Now, Pakistan has an annual export of sports goods worth around $1.2 to $1.5 billion. However, the growth has been stagnant in terms of value since around 2005 because of the ever-rising Dollar rate. Nevertheless, there is some growth in the number of units sold. Pakistan is responsible for manufacturing around 55 percent of the total footballs in the world, including the ones used in massive global events like the World Cup and the Olympics.

Though Pakistan is producing high-quality sports equipment and in large quality, the country has yet to reach its optimum level.

At the moment, only a few giant manufacturers are growing, while smaller players are quitting the game. “A key reason for this is small investors find real estate business more lucrative,” said Khawaja Hassan Masood, Managing Director of Forward Sports, the biggest supplier of footballs globally. “Moreover, the government policies make it tougher for smaller exporters to import raw material directly from the suppliers in small quantities, so they involve a middleman who exploits them.”
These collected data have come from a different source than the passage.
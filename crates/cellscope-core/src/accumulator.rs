//! Per-stream and per-circuit observation accumulators.
//!
//! A packet accumulator coalesces byte-level cell events into packet-sized
//! observations: bytes flowing in one direction are buffered until the
//! direction flips or [`PACKET_TIME_TOLERANCE_USEC`] elapses, then committed
//! in [`PACKET_BYTE_COUNT`] chunks. The tolerance merges cells that arrived
//! together into the same packets without the relay having to expose
//! packetisation. A stream accumulator records stream-began events with
//! inter-stream delays.
//!
//! Dropping an accumulator finalises it: the pending buffer is committed, a
//! terminal record is appended if one was not already recorded, and the
//! sequence is handed to decoding (queued to a worker, or run inline when
//! the pool is disabled). When telemetry is inactive the drop releases the
//! records silently.

use std::sync::Arc;
use std::time::Instant;

use crate::engine::EngineCore;
use crate::model::{ObsCode, Observation};
use crate::pool::Track;

/// Approximate payload bytes per packet-sized observation.
pub const PACKET_BYTE_COUNT: u64 = 1434;

/// Cells arriving within this many microseconds count as simultaneous.
pub const PACKET_TIME_TOLERANCE_USEC: u64 = 2;

/// Cell-level event on a stream.
#[derive(Debug, Clone, Copy, PartialEq, Eq)]
pub enum PacketEvent {
    /// Payload moved away from the client end.
    ToServer,
    /// Payload moved toward the client end.
    ToClient,
    /// The stream closed.
    Finished,
}

/// Stream-level event on a circuit.
#[derive(Debug, Clone, Copy, PartialEq, Eq)]
pub enum StreamEvent {
    /// A new stream appeared on the circuit.
    NewStream,
    /// The circuit closed.
    Finished,
}

// ---------------------------------------------------------------------------
// Recorders: the pure coalescing state, timed by explicit microsecond stamps
// ---------------------------------------------------------------------------

/// Packet coalescing state. Invariant: `buf_code` is set whenever
/// `buf_len > 0`, and is cleared by every commit.
#[derive(Debug, Default)]
pub(crate) struct PacketRecorder {
    buf_start_usec: u64,
    buf_len: u64,
    buf_code: Option<ObsCode>,
    observations: Vec<Observation>,
    terminated: bool,
}

impl PacketRecorder {
    pub(crate) fn observe_at(&mut self, now_usec: u64, event: PacketEvent, payload_len: u64) {
        if self.terminated {
            return;
        }
        let code = match event {
            PacketEvent::ToServer => ObsCode::ToServer,
            PacketEvent::ToClient => ObsCode::ToClient,
            PacketEvent::Finished => {
                self.commit_at(now_usec);
                self.observations.push(Observation::new(0, ObsCode::End));
                self.terminated = true;
                return;
            }
        };

        if self.buf_len > 0 {
            let elapsed = now_usec.saturating_sub(self.buf_start_usec);
            if self.buf_code != Some(code) || elapsed >= PACKET_TIME_TOLERANCE_USEC {
                self.commit_at(now_usec);
            }
        }
        if payload_len > 0 {
            if self.buf_len == 0 {
                self.buf_code = Some(code);
                self.buf_start_usec = now_usec;
            }
            self.buf_len += payload_len;
        }
    }

    /// Commit the buffered run: one zero-delay observation per full packet,
    /// then the remainder carrying the elapsed delay.
    fn commit_at(&mut self, now_usec: u64) {
        if self.buf_len == 0 {
            return;
        }
        let Some(code) = self.buf_code else {
            log::warn!("packet buffer holds bytes with no direction; dropping them");
            self.buf_len = 0;
            return;
        };
        let mut remaining = self.buf_len;
        while remaining > PACKET_BYTE_COUNT {
            self.observations.push(Observation::new(0, code));
            remaining -= PACKET_BYTE_COUNT;
        }
        let delay = now_usec.saturating_sub(self.buf_start_usec);
        self.observations.push(Observation::new(delay, code));
        self.buf_len = 0;
        self.buf_code = None;
    }

    /// Finalise: commit anything pending, terminate if the caller never sent
    /// a finished event, and take the committed sequence.
    pub(crate) fn take_records(&mut self, now_usec: u64) -> Vec<Observation> {
        self.commit_at(now_usec);
        if !self.terminated {
            self.observations.push(Observation::new(0, ObsCode::End));
            self.terminated = true;
        }
        std::mem::take(&mut self.observations)
    }
}

/// Stream arrival state: at most one buffered stream-began event.
#[derive(Debug, Default)]
pub(crate) struct StreamRecorder {
    buf: Option<(u64, ObsCode)>,
    observations: Vec<Observation>,
    terminated: bool,
}

impl StreamRecorder {
    pub(crate) fn observe_at(&mut self, now_usec: u64, event: StreamEvent) {
        if self.terminated {
            return;
        }
        if let Some((start, code)) = self.buf.take() {
            self.observations
                .push(Observation::new(now_usec.saturating_sub(start), code));
        }
        match event {
            StreamEvent::NewStream => self.buf = Some((now_usec, ObsCode::StreamNew)),
            StreamEvent::Finished => {
                self.observations.push(Observation::new(0, ObsCode::End));
                self.terminated = true;
            }
        }
    }

    pub(crate) fn take_records(&mut self, now_usec: u64) -> Vec<Observation> {
        if let Some((start, code)) = self.buf.take() {
            self.observations
                .push(Observation::new(now_usec.saturating_sub(start), code));
        }
        if !self.terminated {
            self.observations.push(Observation::new(0, ObsCode::End));
            self.terminated = true;
        }
        std::mem::take(&mut self.observations)
    }
}

// ---------------------------------------------------------------------------
// Public accumulators: recorders bound to an engine and a monotonic clock
// ---------------------------------------------------------------------------

/// Tracks cell transfers for one stream. Created through
/// [`Engine::packet_accumulator`](crate::Engine::packet_accumulator); drop to
/// finalise and decode.
pub struct PacketAccumulator {
    core: Arc<EngineCore>,
    epoch: Instant,
    rec: PacketRecorder,
}

impl PacketAccumulator {
    pub(crate) fn new(core: Arc<EngineCore>) -> Self {
        core.stats().packet_accumulators_opened();
        Self {
            core,
            epoch: Instant::now(),
            rec: PacketRecorder::default(),
        }
    }

    fn now_usec(&self) -> u64 {
        self.epoch.elapsed().as_micros() as u64
    }

    /// Record a cell-level event. A no-op once telemetry goes inactive or
    /// after a finished event.
    pub fn observe(&mut self, event: PacketEvent, payload_len: u64) {
        if !self.core.is_active() {
            return;
        }
        self.rec.observe_at(self.now_usec(), event, payload_len);
    }

    #[cfg(test)]
    pub(crate) fn observe_at(&mut self, now_usec: u64, event: PacketEvent, payload_len: u64) {
        if !self.core.is_active() {
            return;
        }
        self.rec.observe_at(now_usec, event, payload_len);
    }
}

impl Drop for PacketAccumulator {
    fn drop(&mut self) {
        self.core.stats().packet_accumulators_closed();
        if !self.core.is_active() {
            return;
        }
        let records = self.rec.take_records(self.now_usec());
        self.core.finalize(Track::Packets, records);
    }
}

/// Tracks stream arrivals for one circuit. Created through
/// [`Engine::stream_accumulator`](crate::Engine::stream_accumulator); drop to
/// finalise and decode.
pub struct StreamAccumulator {
    core: Arc<EngineCore>,
    epoch: Instant,
    rec: StreamRecorder,
}

impl StreamAccumulator {
    pub(crate) fn new(core: Arc<EngineCore>) -> Self {
        core.stats().stream_accumulators_opened();
        Self {
            core,
            epoch: Instant::now(),
            rec: StreamRecorder::default(),
        }
    }

    fn now_usec(&self) -> u64 {
        self.epoch.elapsed().as_micros() as u64
    }

    /// Record a stream-level event. A no-op once telemetry goes inactive or
    /// after a finished event.
    pub fn observe(&mut self, event: StreamEvent) {
        if !self.core.is_active() {
            return;
        }
        self.rec.observe_at(self.now_usec(), event);
    }

    #[cfg(test)]
    pub(crate) fn observe_at(&mut self, now_usec: u64, event: StreamEvent) {
        if !self.core.is_active() {
            return;
        }
        self.rec.observe_at(now_usec, event);
    }
}

impl Drop for StreamAccumulator {
    fn drop(&mut self) {
        self.core.stats().stream_accumulators_closed();
        if !self.core.is_active() {
            return;
        }
        let records = self.rec.take_records(self.now_usec());
        self.core.finalize(Track::Streams, records);
    }
}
Current and former governments have made policies more favourable for the real estate business. The lawmakers gave realtors subsidies, which affected all industries, including sports goods, so much so that the number of factories in Sialkot was reduced.

Furthermore, another major step the government needs to take is to attract foreign investors and customers. The question arises: how to do it? Well, the authorities have to assure them that this country is secure for their lives and assets.

“When foreigners will visit the region physically, see the facilities, skill and audit everything, only then they will be convinced to invest here,” he added. “Currently, foreign direct investors are worried about how they will get the return on their investment; they need surety that they will not be defrauded because the laws in Pakistan are not conducive.”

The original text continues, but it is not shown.